Advanced Usage¶
This guide covers advanced BoxLab features including PyTorch training integration, custom plugin development, batch processing automation, and advanced dataset manipulation techniques.
Table of Contents¶
- PyTorch Training Integration
- Custom Plugin Development
- Batch Processing & Automation
- Advanced Dataset Manipulation
- Performance Optimization
PyTorch Training Integration¶
Complete Training Pipeline¶
Here's a complete example of using BoxLab with PyTorch for object detection training:
import torch
import torch.nn as nn
from torch.utils.data import DataLoader
from torchvision.models.detection import fasterrcnn_resnet50_fpn
from boxlab.dataset.io import load_dataset
from boxlab.dataset.torchadapter import build_torchdataset
from boxlab.dataset.types import SplitRatio
# 1. Load and prepare dataset
print("Loading dataset...")
dataset = load_dataset("data/coco/annotations.json", format="coco")
# 2. Split dataset
print("Splitting dataset...")
split_ratio = SplitRatio(train=0.8, val=0.1, test=0.1)

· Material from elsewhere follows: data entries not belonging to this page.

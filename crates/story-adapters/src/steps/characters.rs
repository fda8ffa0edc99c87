//! Paso 3: fichas de personajes principales. Permite fallback de emergencia.

use once_cell::sync::Lazy;
use serde_json::Value;
use story_core::hashing::hash_str;
use story_core::{lenient_json, EngineError, ParsedPayload, PromptBundle, StepContext, StepDefinition, StepPlan,
                 ValidationReport};
use story_domain::{CharacterRoster, CharacterSummary, Logline, ParagraphSummary};

use super::util::{normalize, require, shape_issue, with_guidance};

/// Mínimo de personajes exigido.
pub const MIN_CHARACTERS: usize = 2;

const SYSTEM: &str = "You are a story development assistant. You derive the principal cast from a story summary. \
                      Respond with a single JSON object and nothing else.";

const USER_TEMPLATE: &str = "Logline:\n{logline}\n\nSummary paragraph:\n{paragraph}\n\nList the principal characters \
                             (at least two, lead first). Respond with JSON:\n{\"characters\": [{\"name\": \"...\", \
                             \"role\": \"...\", \"goal\": \"...\", \"ambition\": \"...\", \"values\": [\"...\"], \
                             \"conflict\": \"...\", \"epiphany\": \"...\", \"arc\": \"<one-sentence arc>\"}]}";

static PROMPT_VERSION: Lazy<String> = Lazy::new(|| hash_str(&format!("{SYSTEM}\n{USER_TEMPLATE}")));

#[derive(Debug, Default)]
pub struct CharactersStep;

impl StepDefinition for CharactersStep {
    fn prompt_version(&self) -> &str {
        &PROMPT_VERSION
    }

    fn plan(&self, ctx: &StepContext) -> Result<StepPlan, EngineError> {
        let logline = ctx.parent_typed::<Logline>(1)?;
        let paragraph = ctx.parent_typed::<ParagraphSummary>(2)?;
        let user = USER_TEMPLATE.replace("{logline}", &logline.logline)
                                .replace("{paragraph}", &paragraph.paragraph);
        Ok(StepPlan::Single { prompt: PromptBundle { system: SYSTEM.to_string(),
                                                     user: with_guidance(user, ctx) } })
    }

    fn parse(&self, raw: &str) -> ParsedPayload {
        normalize::<CharacterRoster>(lenient_json(raw))
    }

    fn validate(&self, payload: &Value, _ctx: &StepContext) -> ValidationReport {
        let mut report = ValidationReport::ok();
        let Some(roster) = shape_issue::<CharacterRoster>(payload, &mut report, "character roster") else {
            return report;
        };
        if roster.characters.len() < MIN_CHARACTERS {
            report.push("cardinality",
                        format!("{} characters listed, at least {MIN_CHARACTERS} are required",
                                roster.characters.len()),
                        "add the antagonist and any other principal character");
        }
        for (i, character) in roster.characters.iter().enumerate() {
            let field = |name: &str| format!("characters[{i}].{name}");
            require(&mut report, &field("name"), &character.name);
            require(&mut report, &field("role"), &character.role);
            require(&mut report, &field("goal"), &character.goal);
            require(&mut report, &field("conflict"), &character.conflict);
            require(&mut report, &field("epiphany"), &character.epiphany);
            require(&mut report, &field("arc"), &character.arc);
            if character.values.iter().all(|v| v.trim().is_empty()) {
                report.push("missing_field",
                            format!("characters[{i}].values is empty"),
                            "list at least one core value for the character");
            }
        }
        report
    }

    /// Elenco mínimo determinista sintetizado desde el logline del paso 1.
    fn fallback(&self, ctx: &StepContext) -> Option<Value> {
        let logline = ctx.parent_typed::<Logline>(1).ok()?;
        let c = &logline.components;
        let lead = CharacterSummary { name: "The Lead".into(),
                                      role: c.role.clone(),
                                      goal: c.goal.clone(),
                                      ambition: format!("become more than {}", c.role),
                                      values: vec!["perseverance".into()],
                                      conflict: format!("opposed by {}", c.opposition),
                                      epiphany: "learns what the goal truly costs".into(),
                                      arc: format!("{} pursues {} against {}", c.lead, c.goal, c.opposition) };
        let opposition = CharacterSummary { name: "The Opposition".into(),
                                            role: c.opposition.clone(),
                                            goal: format!("stop {}", c.lead),
                                            ambition: "keep the status quo".into(),
                                            values: vec!["control".into()],
                                            conflict: format!("threatened by {}", c.lead),
                                            epiphany: "none; the opposition does not change".into(),
                                            arc: format!("{} escalates until defeated", c.opposition) };
        serde_json::to_value(CharacterRoster { characters: vec![lead, opposition] }).ok()
    }

    fn render_text(&self, payload: &Value) -> Option<String> {
        let roster: CharacterRoster = serde_json::from_value(payload.clone()).ok()?;
        Some(roster.characters
                   .iter()
                   .map(|c| format!("{} ({}): {}", c.name, c.role, c.arc))
                   .collect::<Vec<_>>()
                   .join("\n"))
    }
}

splits = dataset.split(split_ratio, seed=42)
# 3. Create separate datasets for each split
from boxlab.dataset import Dataset
train_ds = Dataset(name="train")
val_ds = Dataset(name="val")
# Copy categories
for cat_id, cat_name in dataset.categories.items():
train_ds.add_category(cat_id, cat_name)
val_ds.add_category(cat_id, cat_name)
# Populate train split
for img_id in splits['train']:
img_info = dataset.get_image(img_id)
train_ds.add_image(img_info)
for ann in dataset.get_annotations(img_id):
train_ds.add_annotation(ann)
# Populate val split
for img_id in splits['val']:
img_info = dataset.get_image(img_id)
val_ds.add_image(img_info)
for ann in dataset.get_annotations(img_id):
val_ds.add_annotation(ann)
# 4. Create PyTorch datasets with augmentation
print("Creating PyTorch datasets...")
train_dataset = build_torchdataset(
train_ds,
image_size=(800, 800),
augment=True,
normalize=True,
return_format="xyxy" # Faster R-CNN expects xyxy format
)
val_dataset = build_torchdataset(
val_ds,
image_size=(800, 800),
augment=False,
normalize=True,
return_format="xyxy"
)
# 5. Create DataLoaders
train_loader = DataLoader(
train_dataset,
batch_size=4,
shuffle=True,
num_workers=4,
collate_fn=train_dataset.collate,
pin_memory=True
)
val_loader = DataLoader(
val_dataset,
batch_size=4,
shuffle=False,
num_workers=4,
collate_fn=val_dataset.collate,
pin_memory=True
)
# 6. Initialize model
print("Initializing model...")
num_classes = dataset.num_categories() + 1 # +1 for background
model = fasterrcnn_resnet50_fpn(pretrained=True)
# Replace classifier head
in_features = model.roi_heads.box_predictor.cls_score.in_features
model.roi_heads.box_predictor = FastRCNNPredictor(in_features, num_classes)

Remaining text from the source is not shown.